Editor’s take: As someone who’s researched and closely tracked the evolution of GenAI and how it’s being deployed in real-world business environments, it never ceases to amaze me how quickly the landscape is changing. Ideas and concepts that seemed years away a few months ago – such as the ability to run foundation models directly on client devices – are already here. At the same time, some of our early expectations around how the technology might evolve and be deployed are shifting as well – and the implications could be big.
In the realm of basic technological advancement, particularly in the deployment of GenAI, there has been a growing recognition that the two-step process involving model training and inferencing does not occur as initially anticipated.
It has become apparent that only a select few companies are building and training their foundational models from the ground up. In contrast, the predominant approach involves customizing pre-existing models.
Some may consider the distinction between training and customizing large language models (LLMs) to be merely semantic. However, the reality suggests a far more significant impact.
Some may consider the distinction between training and customizing large language models (LLMs) to be merely semantic. However, the reality suggests a far more significant impact. This trend emphasizes that only the largest corporations, with ample resources and capital, are capable of developing these models from their inception and continuing to refine them.
Companies such as Microsoft, Google, Amazon, Meta, IBM, and Salesforce – along with the companies they’re choosing to invest in and partner with, such as OpenAI, Anthropic, etc. – are at the forefront of original model development. Although numerous startups and smaller entities are diligently attempting to create their foundational models, there is growing skepticism about how viable those types of business models are in the long run. In other words, the market is increasingly looking like yet another case of big tech companies getting bigger.
The reasons for this go beyond the typical factors of skill set availability, experience with the technology, and trust in big brand names. Because of the extensive reach and influence that GenAI tools are already starting to have, there are increasing concerns about legal issues and related factors. To put it simply, if large organizations are going to start depending on a tool that will likely have a profound impact on their business, they need to know that there’s a big company behind that tool that they can place the blame on in case something goes wrong.
This is very different from many other new technology products that were often brought into organizations via startups and other small companies. The reach that GenAI is expected to have is simply too deep into an organization to be entrusted to anyone but a large, well-established tech company.

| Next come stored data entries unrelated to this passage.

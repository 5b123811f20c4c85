pub mod model;
pub mod pool;

pub use model::Transaction;
pub use pool::TransactionPool;
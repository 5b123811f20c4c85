use std::env;
use std::str::FromStr;
use std::time::Duration;

use log::warn;
use uuid::Uuid;

use crate::node::PeerSet;

/// Node settings, read from the environment (and `.env`, via `dotenvy`).
#[derive(Debug, Clone)]
pub struct NodeConfig {
    pub host: String,
    pub port: u16,
    /// Receives the reward for every block this node mines.
    pub miner_address: String,
    pub peers: PeerSet,
    pub peer_timeout: Duration,
    /// Zero disables the background consensus loop.
    pub consensus_interval: Duration,
    /// Mining cycles attempted per `mine_block` call when the tip keeps moving.
    pub mining_retries: u32,
}

impl Default for NodeConfig {
    fn default() -> Self {
        Self {
            host: "127.0.0.1".to_string(),
            port: 8080,
            miner_address: Uuid::new_v4().to_string(),
            peers: PeerSet::new(),
            peer_timeout: Duration::from_secs(5),
            consensus_interval: Duration::ZERO,
            mining_retries: 3,
        }
    }
}

impl NodeConfig {
    pub fn from_env() -> Self {
        Self::from_lookup(|key| env::var(key).ok())
    }

    fn from_lookup(lookup: impl Fn(&str) -> Option<String>) -> Self {
        let defaults = Self::default();
        Self {
            host: lookup("HOST").unwrap_or(defaults.host),
            port: parsed(&lookup, "PORT", defaults.port),
            miner_address: lookup("MINER_ADDRESS")
                .filter(|a| !a.trim().is_empty())
                .unwrap_or(defaults.miner_address),
            peers: lookup("PEERS")
                .map(|list| list.split(',').collect())
                .unwrap_or(defaults.peers),
            peer_timeout: Duration::from_secs(parsed(
                &lookup,
                "PEER_TIMEOUT_SECS",
                defaults.peer_timeout.as_secs(),
            )),
            consensus_interval: Duration::from_secs(parsed(&lookup, "CONSENSUS_INTERVAL_SECS", 0)),
            mining_retries: parsed(&lookup, "MINING_RETRIES", defaults.mining_retries).max(1),
        }
    }
}

fn parsed<T: FromStr + Copy>(lookup: &impl Fn(&str) -> Option<String>, key: &str, default: T) -> T {
    match lookup(key) {
        None => default,
        Some(raw) => raw.trim().parse().unwrap_or_else(|_| {
            warn!("{key}={raw:?} is not a valid value, using the default");
            default
        }),
    }
}

#[cfg(test)]
mod tests {
    use super::*;
    use std::collections::HashMap;

    fn config_from(vars: &[(&str, &str)]) -> NodeConfig {
        let vars: HashMap<String, String> = vars
            .iter()
            .map(|(k, v)| (k.to_string(), v.to_string()))
            .collect();
        NodeConfig::from_lookup(|key| vars.get(key).cloned())
    }

    #[test]
    fn defaults_apply_when_unset() {
        let cfg = config_from(&[]);
        assert_eq!(cfg.host, "127.0.0.1");
        assert_eq!(cfg.port, 8080);
        assert!(!cfg.miner_address.is_empty());
        assert!(cfg.peers.is_empty());
        assert_eq!(cfg.peer_timeout, Duration::from_secs(5));
        assert_eq!(cfg.consensus_interval, Duration::ZERO);
        assert_eq!(cfg.mining_retries, 3);
    }

    #[test]
    fn values_are_read_and_bad_numbers_fall_back() {
        let cfg = config_from(&[
            ("PORT", "9001"),
            ("MINER_ADDRESS", "miner-xyz"),
            ("PEERS", "http://a:1, http://b:2/,"),
            ("PEER_TIMEOUT_SECS", "soon"),
            ("CONSENSUS_INTERVAL_SECS", "30"),
            ("MINING_RETRIES", "0"),
        ]);
        assert_eq!(cfg.port, 9001);
        assert_eq!(cfg.miner_address, "miner-xyz");
        assert_eq!(cfg.peers.iter().collect::<Vec<_>>(), vec!["http://a:1", "http://b:2"]);
        assert_eq!(cfg.peer_timeout, Duration::from_secs(5));
        assert_eq!(cfg.consensus_interval, Duration::from_secs(30));
        assert_eq!(cfg.mining_retries, 1);
    }
}
use actix_web::{HttpResponse, Responder, get, post, web};
use serde_json::{Map, Value};

use super::models::{AppState, PendingResponse, StatusResponse};
use crate::transaction::Transaction;

/// Queue a transaction for the next block. Any JSON object is accepted;
/// its contents are not checked.
#[post("/txion/")]
pub async fn post_transaction(
    state: web::Data<AppState>,
    body: web::Json<Map<String, Value>>,
) -> impl Responder {
    state.node.submit_transaction(Transaction::new(body.into_inner()));
    HttpResponse::Ok().json(StatusResponse::success("Transaction submission successful"))
}

/// Transactions waiting for the next block.
#[get("/pending/")]
pub async fn get_pending(state: web::Data<AppState>) -> impl Responder {
    let transactions = state.node.pending_transactions();
    HttpResponse::Ok().json(PendingResponse {
        size: transactions.len(),
        transactions,
    })
}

And yet, despite this concern, one of the other surprising developments in the world of GenAI has been the rapid adoption and usage of open-source models from places like Hugging Face. Both tech suppliers and businesses are partnering with Hugging Face at an incredibly rapid pace because of the speed at which new innovations are being introduced into the open models that they house.
So, how does one reconcile these seemingly incongruous, incompatible developments? It turns out that many of the models in Hugging Face are not entirely new ones but instead are customizations of existing models. So, for example, you can find things that leverage something like Meta’s open source and popular Llama 2 model as a baseline, but then are adapted to a particular use case.
As a result, businesses can feel comfortable using something that stems from a large tech company but offers the unique value that other open-source developers have added to. It’s one of the many examples of the unique opportunities and benefits that the concept of separating the “engine” from the application – which GenAI is allowing developers to do – is now enabling.
From a market perspective, this means that the largest tech organizations will likely battle it out to produce the best “engines” for GenAI, but other companies and open-source developers can then leverage those engines for their own work. The implications of this are likely to be large when it comes to things like pricing, packaging, licensing, business models, and the money-making side of GenAI.
At this early stage, it’s unclear exactly what those implications will be. One likely development, however, is the separation of these core foundation model engines and the applications or model customizations that sit on top of them when it comes to creating products – certainly something worth watching.
This separation of models from applications might also impact how foundation models run directly on devices. One of the challenges of this exercise is that foundation models require a great deal of memory to function efficiently. Also, many people believe that client devices are going to need to run multiple foundation models simultaneously in order to perform all the various tasks that GenAI is expected to enable.
The problem is, while PC and phone memory specs have certainly been on the rise over the last few years, it’s still going to be challenging to load multiple foundation models into memory at the same time on a client device. One possible solution is to select a single foundation model that powers multiple independent applications. If this proves to be the case, it raises interesting questions about partnerships between device makers and foundation model suppliers and the ability to differentiate amongst them.
Rapidly growing technologies like RAG (Retrieval Augmented Generation) provide a powerful way to customize models using an organization’s proprietary data.
In addition to shifts in model training, significant advancements have been made in inference technology. For instance, technologies such as RAG (Retrieval Augmented Generation) provide a dynamic method for model customization using an organization’s proprietary data. RAG works by integrating a standard query to a large language model (LLM) with responses generated from the organization’s unique content cache.
Putting it another way, RAG applies the interpretive rules of a fully trained model to select relevant content, constructing responses that merge this selection mechanism with the organization’s exclusive data.
The beauty of this approach is twofold. Firstly, it facilitates model customization in a more efficient and less resource-intensive manner. Secondly, it mitigates issues such as erroneous or ‘hallucinated’ content by sourcing responses directly from a tailored dataset, rather than the broader content pool used for initial model training. As a result, the RAG approach is being quickly adopted by many organizations and looks to be a key enabler for future developments. Notably, it transforms inferencing by reallocating computational resource demands from cloud-based to local data centers or client devices.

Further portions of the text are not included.